8. Comunità locali autosufficienti. Il Ces non è fine a se stesso, ma deve aiutare tutte le forze critiche presenti sul territorio per far nascere quelle esperienze locali alternative che permettano poi l’emergere di soluzioni economiche di più vasto raggio. «L’elemento chiave di questa prospettiva – afferma il teologo tedesco U. Duchrow nel suo libro Alternative al capitalismo globale – è di rendere le comunità locali il più possibile autosufficienti e proteggerle dagli effetti dannosi del mercato mondiale». Oggi non è più sufficiente fare resistenza, ma sarà sempre più compito del Ces creare spazi economici locali autosufficienti. È fondamentale – afferma sempre Duchrow – «la creazione di spazi economici locali con mercati locali che siano orientati al bisogno, sostenibili dal versante ecologico e promuovano il lavoro». Il noto teologo tedesco Duchrow conclude: «Per questa evoluzione è molto importante il decentramento dell’approvvigionamento energetico con energie rinnovabili (sole, vento, acqua, …) e lo sviluppo dell’agricoltura biologica preferibilmente nella forma della cooperativa dal produttore al consumatore».

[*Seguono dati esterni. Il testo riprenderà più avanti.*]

impl SofaCatalog {
    fn count(color: Option<&str>, price: Option<&str>) -> u64 {
        match (color, price) {
            (None, None) => 150,
            (Some("10"), None) => 80,
            (Some("10"), Some("0:100")) => 50,
            (Some("10"), Some("100:200")) => 30,
            (Some("11"), None) => 70,
            (Some("11"), Some("0:100")) => 70,
            _ => 0,
        }
    }

    fn facets(color: Option<&str>) -> Value {
        let colors = json!({
            "displayName": "Color",
            "attributeGroupId": 1,
            "values": [
                {"attributeId": 10, "displayName": "Red", "count": 80},
                {"attributeId": 11, "displayName": "Blue", "count": 70},
                {"attributeId": 12, "displayName": "Green", "count": 0}
            ]
        });
        let prices = match color {
            Some("10") => json!([
                {"min": 0, "max": 100, "count": 50},
                {"min": 100, "max": 200, "count": 30}
            ]),
            Some("11") => json!([{"min": 0, "max": 100, "count": 70}]),
            _ => json!([
                {"min": 0, "max": 100, "count": 120},
                {"min": 100, "max": 200, "count": 30}
            ]),
        };
        json!([colors, {"displayName": "Price", "values": prices}])
    }

    fn products(color: Option<&str>, price: Option<&str>, page: u32) -> Vec<Value> {
        let listing = |slug: &str, name: &str, reviews: u64| {
            json!({
                "name": name,
                "urls": {"productPage": format!("/pdp/{}", slug)},
                "pricing": {"base": {"price": "$199.99"}},
                "reviews": {"count": reviews, "rating": 4.5}
            })
        };

        match (color, price, page) {
            (Some("10"), Some("0:100"), 1) => vec![
                listing("red-sofa-R1", "Red Sofa, \"Classic\"", 120),
                listing("red-loveseat-R2", "Red Loveseat", 40),
            ],
            (Some("10"), Some("0:100"), 2) => vec![listing("red-futon-R3", "Red Futon", 7)],
            (Some("10"), Some("100:200"), 1) => vec![
                listing("red-sofa-R1", "Red Sofa, \"Classic\"", 120),
                listing("red-sectional-R4", "Red Sectional", 0),
                listing("shop-our-app-A1", "Our App", 500),
            ],
            (Some("11"), Some("0:100"), 1) => vec![
                listing("blue-sofa-B1", "Blue Sofa\nwith ottoman", 15),
                listing("blue-chaise-B2", "Blue Chaise", 3),
            ],
            _ => Vec::new(),
        }
    }
}

impl Respond for SofaCatalog {
    fn respond(&self, request: &Request) -> ResponseTemplate {
        let query: HashMap<String, String> = request.url.query_pairs().into_owned().collect();
        if query.get("category").map(String::as_str) != Some("sofas") {
            return ResponseTemplate::new(404);
        }

        let color = query.get("a1").map(String::as_str);
        let price = query.get("price").map(String::as_str);
        let page = query.get("page").and_then(|p| p.parse::<u32>().ok());

        let body = match page {
            Some(page) => json!({"pageData": {
                "products": SofaCatalog::products(color, price, page),
                "lastPage": 5
            }}),
            None => json!({"pageData": {
                "resultCount": SofaCatalog::count(color, price),
                "facets": SofaCatalog::facets(color)
            }}),
        };
        ResponseTemplate::new(200).set_body_json(body)
    }
}

/// Writes a configuration pointing at `base_url` and loads it
fn load_test_config(dir: &Path, base_url: &str) -> Config {
    let content = format!(
        r#"
[crawler]
limit-per-category = 0
concurrency = 1
max-retries = 2
retry-delay-ms = 1
max-retry-delay-ms = 5
backoff = "fixed"

[user-agent]
crawler-name = "TestBot"
crawler-version = "1.0.0"
contact-url = "https://example.com/contact"
contact-email = "test@example.com"

[output]
csv-path = "{csv}"
database-path = "{db}"

[[site]]
name = "furniture"
base-url = "{base_url}/search"
per-query-cap = 60
max-pages = 10
facets = "/pageData/facets"
result-count = "/pageData/resultCount"
products = "/pageData/products"
last-page = "/pageData/lastPage"

[[site.dimension]]
label = "Color"
kind = "attribute"

[[site.dimension]]
label = "Price"
kind = "range"
param = "price"

[site.fields]
id-from-url = true
description = "/name"
url = "/urls/productPage"
url-prefix = "{base_url}"
price = "/pricing/base/price"
reviews = "/reviews/count"
rating = "/reviews/rating"

[site.exclusion]
min-reviews = 1
excluded-descriptions = ["Our App"]
url-must-contain = "/pdp/"

[[site.category]]
name = "Sofas"
reference = "sofas"
"#,
        csv = dir.join("products.csv").display(),
        db = dir.join("harvest.db").display(),
    );

    let config_path = dir.join("harvest.toml");
    let mut file = std::fs::File::create(&config_path).unwrap();
    file.write_all(content.as_bytes()).unwrap();

    load_config(&config_path).unwrap()
}

async fn mount_catalog(server: &MockServer) {
    Mock::given(method("GET"))
        .and(path("/search"))
        .respond_with(SofaCatalog)
        .mount(server)
        .await;
}

async fn harvest(config: &Config, sink: Box<dyn RecordSink>, state: RunState) -> RunSummary {
    let site = config.sites[0].clone();
    let categories = site.categories.clone();
    let adapter = JsonApiAdapter::new(site, &config.user_agent).unwrap();

    CrawlEngine::new(
        Arc::new(adapter),
        sink,
        EngineSettings::from_config(&config.crawler),
    )
    .with_state(state)
    .run(&categories)
    .await
    .unwrap()
}

/// Harvests into CSV plus the database the way the CLI does; returns the
/// summary and the number of stored records
async fn harvest_with_ledger(
    config: &Config,
    csv_path: &Path,
    db_path: &Path,
    resume: bool,
) -> (RunSummary, u64) {
    let mut ledger = SqliteSink::new(db_path, "furniture").unwrap();
    let history = ledger.begin_run("hash", resume).unwrap();
    let sink = FanoutSink::new()
        .with(CsvSink::create(csv_path, resume).unwrap())
        .with(ledger.writer().unwrap());

    let summary = harvest(
        config,
        Box::new(sink),
        RunState::with_history(history.seen, history.counts),
    )
    .await;
    ledger.finish_run(RunStatus::Completed).unwrap();
    let stored = ledger.count_records().unwrap();
    (summary, stored)
}

fn read_csv(path: &Path) -> Vec<Vec<String>> {
    let mut reader = csv::ReaderBuilder::new()
        .has_headers(false)
        .from_path(path)
        .unwrap();
    reader
        .records()
        .map(|r| r.unwrap().iter().map(String::from).collect())
        .collect()
}

#[tokio::test]
async fn test_full_harvest_to_csv() {
    let server = MockServer::start().await;
    mount_catalog(&server).await;
    let dir = TempDir::new().unwrap();
    let config = load_test_config(dir.path(), &server.uri());
    let csv_path = dir.path().join("products.csv");

    let sink = CsvSink::create(&csv_path, false).unwrap();
    let summary = harvest(&config, Box::new(sink), RunState::new()).await;

    let rows = read_csv(&csv_path);
    assert_eq!(
        rows[0],
        vec!["Description", "URL", "Price", "Reviews", "Rating", "Category"]
    );

    let descriptions: Vec<&str> = rows[1..].iter().map(|r| r[0].as_str()).collect();
    assert_eq!(
        descriptions,
        vec![
            "Red Sofa, \"Classic\"",
            "Red Loveseat",
            "Red Futon",
            "Blue Sofa\nwith ottoman",
            "Blue Chaise",
        ]
    );

    let first = &rows[1];
    assert_eq!(first[1], format!("{}/pdp/red-sofa-R1", server.uri()));
    assert_eq!(first[2], "199.99");
    assert_eq!(first[3], "120");
    assert_eq!(first[4], "4.5");
    assert_eq!(first[5], "Sofas");

    let report = summary.category("Sofas").unwrap();
    assert_eq!(report.outcome, CategoryOutcome::Complete);
    assert_eq!(report.leaves, 3);
    assert_eq!(report.tally.written, 5);
    assert_eq!(report.tally.duplicates, 1);
    assert_eq!(report.tally.excluded, 2);
    assert!(!summary.interrupted);
}
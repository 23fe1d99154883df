//! Markdown summary generation

use crate::output::RunSummary;
use std::fs::File;
use std::io::Write;
use std::path::Path;

/// Writes a markdown summary of `summary` to `output_path`
///
/// # Arguments
///
/// * `summary` - The run summary
/// * `output_path` - Path where the markdown file should be written
///
/// # Returns
///
/// * `Ok(())` - Successfully wrote markdown summary
/// * `Err(std::io::Error)` - Failed to write summary
pub fn generate_markdown_summary(summary: &RunSummary, output_path: &Path) -> std::io::Result<()> {
    let markdown = format_markdown_summary(summary);

    let mut file = File::create(output_path)?;
    file.write_all(markdown.as_bytes())?;

    Ok(())
}

/// Formats a run summary as markdown
pub fn format_markdown_summary(summary: &RunSummary) -> String {
    let mut md = String::new();

    md.push_str(&format!("# Facet-Harvest Summary: {}\n\n", summary.site));

    md.push_str("## Run Information\n\n");
    md.push_str(&format!("- **Started**: {}\n", summary.started_at.to_rfc3339()));
    md.push_str(&format!("- **Finished**: {}\n", summary.finished_at.to_rfc3339()));
    md.push_str(&format!(
        "- **Duration**: {} seconds ({:.2} minutes)\n",
        summary.duration.as_secs(),
        summary.duration.as_secs_f64() / 60.0
    ));
    md.push_str(&format!(
        "- **Status**: {}\n\n",
        if summary.interrupted {
            "interrupted"
        } else {
            "completed"
        }
    ));

    md.push_str("## Totals\n\n");
    md.push_str(&format!("- **Records Written**: {}\n", summary.total_written()));
    md.push_str(&format!(
        "- **Duplicates Skipped**: {}\n",
        summary.total_duplicates()
    ));
    md.push_str(&format!("- **Pruned Calls**: {}\n\n", summary.total_pruned()));

    md.push_str("## Categories\n\n");
    md.push_str(
        "| Category | Outcome | Units | Pages | Written | Resumed | Duplicates | Excluded | Invalid | Pruned |\n",
    );
    md.push_str(
        "|----------|---------|-------|-------|---------|---------|------------|----------|---------|--------|\n",
    );
    for report in &summary.categories {
        let t = &report.tally;
        md.push_str(&format!(
            "| {} | {} | {} | {} | {} | {} | {} | {} | {} | {} |\n",
            escape_cell(&report.name),
            report.outcome,
            t.units,
            t.pages,
            t.written,
            t.resumed,
            t.duplicates,
            t.excluded,
            t.invalid,
            t.pruned
        ));
    }
    md.push('\n');

    let partial = summary.partially_processed();
    if !partial.is_empty() {
        md.push_str("## Partially Processed\n\n");
        for name in partial {
            md.push_str(&format!("- {}\n", name));
        }
        md.push('\n');
    }

    md
}

fn escape_cell(text: &str) -> String {
    text.replace('|', "\\|")
}
//! Database schema definitions
//!
//! This module contains all SQL schema definitions for the harvest database.

/// SQL schema for the database
pub const SCHEMA_SQL: &str = r#"
-- Track harvest runs
CREATE TABLE IF NOT EXISTS runs (
    id INTEGER PRIMARY KEY AUTOINCREMENT,
    site TEXT NOT NULL,
    started_at TEXT NOT NULL,
    finished_at TEXT,
    config_hash TEXT NOT NULL,
    status TEXT NOT NULL
);

CREATE INDEX IF NOT EXISTS idx_runs_site ON runs(site);

-- Every record written, across runs
CREATE TABLE IF NOT EXISTS records (
    id INTEGER PRIMARY KEY AUTOINCREMENT,
    site TEXT NOT NULL,
    product_id TEXT NOT NULL,
    description TEXT NOT NULL,
    url TEXT NOT NULL,
    price TEXT NOT NULL,
    reviews INTEGER NOT NULL,
    rating REAL,
    category TEXT NOT NULL,
    run_id INTEGER NOT NULL REFERENCES runs(id),
    written_at TEXT NOT NULL,
    UNIQUE(site, product_id)
);

CREATE INDEX IF NOT EXISTS idx_records_category ON records(site, category);
CREATE INDEX IF NOT EXISTS idx_records_run ON records(run_id);
"#;

/// Initializes the database schema
///
/// # Arguments
///
/// * `conn` - The database connection
///
/// # Returns
///
/// * `Ok(())` - Schema initialized successfully
/// * `Err(rusqlite::Error)` - Failed to initialize schema
pub fn initialize_schema(conn: &rusqlite::Connection) -> Result<(), rusqlite::Error> {
    conn.execute_batch(SCHEMA_SQL)?;
    Ok(())
}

Scrivo questa lettera dal Quartiere Sanità dove vivo, uno dei quartieri a rischio di questa grande città di Napoli, il più grande complesso urbano d’Italia e vero cuore del Sud. Vorrei proprio ricordare anche alle botteghe del Nord di non dimenticarsi del commercio equo e solidale del Sud. Le botteghe si sono infatti propagate molto al Nord e al Centro, ma poco al Sud. E questo per tante ragioni. Penso che sarebbe un bel gesto se le botteghe del Nord dessero una mano alle botteghe del Sud per poter decollare. È così brutto veder che c’è un Nord e un Sud anche nel Ces!
Questa lettera che vi proviene dal cuore del Sud vuole essere un grido di allarme, ma anche un inno di grazie per lo splendido lavoro che il Ces ha fatto in questi 20 anni. Tutta l’Europa guarda con meraviglia alla nostra maniera di fare commercio equo e solidale. Non sciupiamo questa perla preziosa che ci è stata affidata, ma rendiamola sempre più strumento efficace di resistenza. Buon lavoro. Sijambo.